**Aim of the task:**
From the listing below, copy each line where "tracing" occurs.

**Provided records:**
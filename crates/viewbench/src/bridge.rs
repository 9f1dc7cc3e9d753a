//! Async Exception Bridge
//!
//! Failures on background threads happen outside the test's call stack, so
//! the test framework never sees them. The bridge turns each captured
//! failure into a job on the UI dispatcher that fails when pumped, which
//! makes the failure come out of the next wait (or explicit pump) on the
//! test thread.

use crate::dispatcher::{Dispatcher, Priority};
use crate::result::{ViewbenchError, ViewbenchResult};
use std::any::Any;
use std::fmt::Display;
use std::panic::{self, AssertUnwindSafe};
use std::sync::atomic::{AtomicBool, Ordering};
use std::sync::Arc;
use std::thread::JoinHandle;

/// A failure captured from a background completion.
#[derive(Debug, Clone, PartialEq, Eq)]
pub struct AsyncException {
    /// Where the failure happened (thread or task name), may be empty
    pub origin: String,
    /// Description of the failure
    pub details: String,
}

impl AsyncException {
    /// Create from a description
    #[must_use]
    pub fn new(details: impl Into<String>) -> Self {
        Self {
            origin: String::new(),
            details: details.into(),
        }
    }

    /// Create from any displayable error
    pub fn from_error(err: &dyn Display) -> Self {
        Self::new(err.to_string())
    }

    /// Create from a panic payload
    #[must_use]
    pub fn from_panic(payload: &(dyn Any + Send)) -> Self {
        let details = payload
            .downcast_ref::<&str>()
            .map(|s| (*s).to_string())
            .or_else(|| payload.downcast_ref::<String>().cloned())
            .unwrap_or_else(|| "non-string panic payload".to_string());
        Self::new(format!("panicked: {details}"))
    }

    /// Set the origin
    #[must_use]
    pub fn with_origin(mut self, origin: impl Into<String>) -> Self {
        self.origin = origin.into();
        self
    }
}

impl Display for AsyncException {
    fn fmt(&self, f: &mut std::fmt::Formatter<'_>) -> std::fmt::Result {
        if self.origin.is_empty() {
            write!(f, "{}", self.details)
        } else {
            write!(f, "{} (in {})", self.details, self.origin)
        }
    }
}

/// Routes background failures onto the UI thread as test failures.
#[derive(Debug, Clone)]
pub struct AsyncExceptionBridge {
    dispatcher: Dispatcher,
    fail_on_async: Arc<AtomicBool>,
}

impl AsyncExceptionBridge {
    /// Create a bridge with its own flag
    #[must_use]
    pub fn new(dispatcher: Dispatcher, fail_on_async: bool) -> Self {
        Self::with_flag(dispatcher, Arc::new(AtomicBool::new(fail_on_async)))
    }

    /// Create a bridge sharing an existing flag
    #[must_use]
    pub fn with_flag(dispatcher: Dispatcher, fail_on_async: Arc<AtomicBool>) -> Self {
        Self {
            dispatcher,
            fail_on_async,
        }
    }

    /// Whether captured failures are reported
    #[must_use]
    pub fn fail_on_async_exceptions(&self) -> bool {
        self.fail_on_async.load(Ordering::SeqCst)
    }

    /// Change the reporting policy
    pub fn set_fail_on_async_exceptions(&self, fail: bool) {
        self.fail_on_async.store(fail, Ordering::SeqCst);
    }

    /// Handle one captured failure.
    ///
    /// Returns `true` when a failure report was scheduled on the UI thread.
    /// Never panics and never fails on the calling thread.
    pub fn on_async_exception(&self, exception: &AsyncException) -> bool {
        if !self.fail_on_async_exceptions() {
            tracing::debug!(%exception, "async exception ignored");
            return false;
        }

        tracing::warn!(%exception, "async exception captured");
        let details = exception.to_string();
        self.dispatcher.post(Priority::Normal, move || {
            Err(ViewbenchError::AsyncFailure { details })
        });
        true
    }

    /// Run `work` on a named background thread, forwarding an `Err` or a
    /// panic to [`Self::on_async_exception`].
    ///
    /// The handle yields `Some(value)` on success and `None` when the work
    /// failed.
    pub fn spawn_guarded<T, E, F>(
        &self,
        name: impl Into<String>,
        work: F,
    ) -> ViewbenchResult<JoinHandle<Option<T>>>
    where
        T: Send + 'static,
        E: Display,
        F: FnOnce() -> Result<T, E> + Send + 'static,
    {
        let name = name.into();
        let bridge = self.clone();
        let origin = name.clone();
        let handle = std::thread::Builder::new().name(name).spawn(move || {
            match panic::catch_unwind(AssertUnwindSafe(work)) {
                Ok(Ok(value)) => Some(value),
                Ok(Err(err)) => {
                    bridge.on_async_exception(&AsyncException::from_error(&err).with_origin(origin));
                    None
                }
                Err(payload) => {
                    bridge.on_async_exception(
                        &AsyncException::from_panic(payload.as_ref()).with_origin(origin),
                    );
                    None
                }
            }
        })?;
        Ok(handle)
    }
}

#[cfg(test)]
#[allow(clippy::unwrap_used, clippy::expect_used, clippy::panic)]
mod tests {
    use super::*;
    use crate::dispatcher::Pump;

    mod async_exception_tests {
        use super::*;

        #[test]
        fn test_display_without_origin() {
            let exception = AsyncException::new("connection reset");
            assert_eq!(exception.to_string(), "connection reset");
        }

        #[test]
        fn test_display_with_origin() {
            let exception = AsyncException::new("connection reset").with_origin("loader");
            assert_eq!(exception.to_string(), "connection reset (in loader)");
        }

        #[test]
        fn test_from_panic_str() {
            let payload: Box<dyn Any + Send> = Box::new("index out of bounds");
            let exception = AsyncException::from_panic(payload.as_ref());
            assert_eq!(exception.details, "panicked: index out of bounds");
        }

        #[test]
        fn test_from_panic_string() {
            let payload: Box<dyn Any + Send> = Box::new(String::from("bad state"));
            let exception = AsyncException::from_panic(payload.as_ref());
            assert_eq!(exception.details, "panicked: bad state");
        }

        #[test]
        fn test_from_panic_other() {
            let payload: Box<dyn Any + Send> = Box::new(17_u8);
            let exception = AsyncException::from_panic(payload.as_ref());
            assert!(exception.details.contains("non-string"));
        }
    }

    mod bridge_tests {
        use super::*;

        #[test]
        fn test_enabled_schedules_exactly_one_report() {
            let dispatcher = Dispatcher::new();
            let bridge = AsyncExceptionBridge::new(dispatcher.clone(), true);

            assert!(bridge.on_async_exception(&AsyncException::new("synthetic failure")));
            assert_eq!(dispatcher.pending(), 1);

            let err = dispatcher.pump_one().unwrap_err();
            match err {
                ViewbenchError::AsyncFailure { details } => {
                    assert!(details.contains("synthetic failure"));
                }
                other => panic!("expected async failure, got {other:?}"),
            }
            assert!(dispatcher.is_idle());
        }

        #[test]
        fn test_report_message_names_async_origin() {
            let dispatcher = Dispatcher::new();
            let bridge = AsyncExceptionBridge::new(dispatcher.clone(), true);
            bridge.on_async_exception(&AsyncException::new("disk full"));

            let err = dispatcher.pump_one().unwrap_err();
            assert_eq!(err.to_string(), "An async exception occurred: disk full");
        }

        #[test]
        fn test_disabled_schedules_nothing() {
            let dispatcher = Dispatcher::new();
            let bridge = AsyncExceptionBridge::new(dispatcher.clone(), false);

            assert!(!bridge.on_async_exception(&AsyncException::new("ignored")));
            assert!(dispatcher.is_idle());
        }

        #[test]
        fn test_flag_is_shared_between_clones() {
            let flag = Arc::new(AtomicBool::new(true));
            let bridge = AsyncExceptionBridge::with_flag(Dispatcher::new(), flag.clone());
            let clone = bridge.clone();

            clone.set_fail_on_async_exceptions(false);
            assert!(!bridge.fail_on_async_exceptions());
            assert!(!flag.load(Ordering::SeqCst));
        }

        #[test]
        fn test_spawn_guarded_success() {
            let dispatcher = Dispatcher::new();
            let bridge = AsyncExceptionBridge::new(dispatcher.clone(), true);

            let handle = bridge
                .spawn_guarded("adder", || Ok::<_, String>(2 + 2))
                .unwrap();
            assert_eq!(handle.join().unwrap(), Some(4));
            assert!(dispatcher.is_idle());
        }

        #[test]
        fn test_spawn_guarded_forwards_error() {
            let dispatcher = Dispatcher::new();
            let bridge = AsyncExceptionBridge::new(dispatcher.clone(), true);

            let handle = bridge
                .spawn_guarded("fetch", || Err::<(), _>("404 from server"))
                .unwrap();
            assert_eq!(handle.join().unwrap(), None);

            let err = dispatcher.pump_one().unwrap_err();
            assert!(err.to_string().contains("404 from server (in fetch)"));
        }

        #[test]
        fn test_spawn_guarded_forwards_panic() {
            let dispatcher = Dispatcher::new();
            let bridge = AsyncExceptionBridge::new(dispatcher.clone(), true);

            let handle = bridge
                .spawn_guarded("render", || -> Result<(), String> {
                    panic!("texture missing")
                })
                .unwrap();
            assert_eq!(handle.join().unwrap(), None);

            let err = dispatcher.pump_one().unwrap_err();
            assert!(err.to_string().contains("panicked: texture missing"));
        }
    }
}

**Solution to the problem:**
            tracing::debug!(%exception, "async exception ignored");
        tracing::warn!(%exception, "async exception captured");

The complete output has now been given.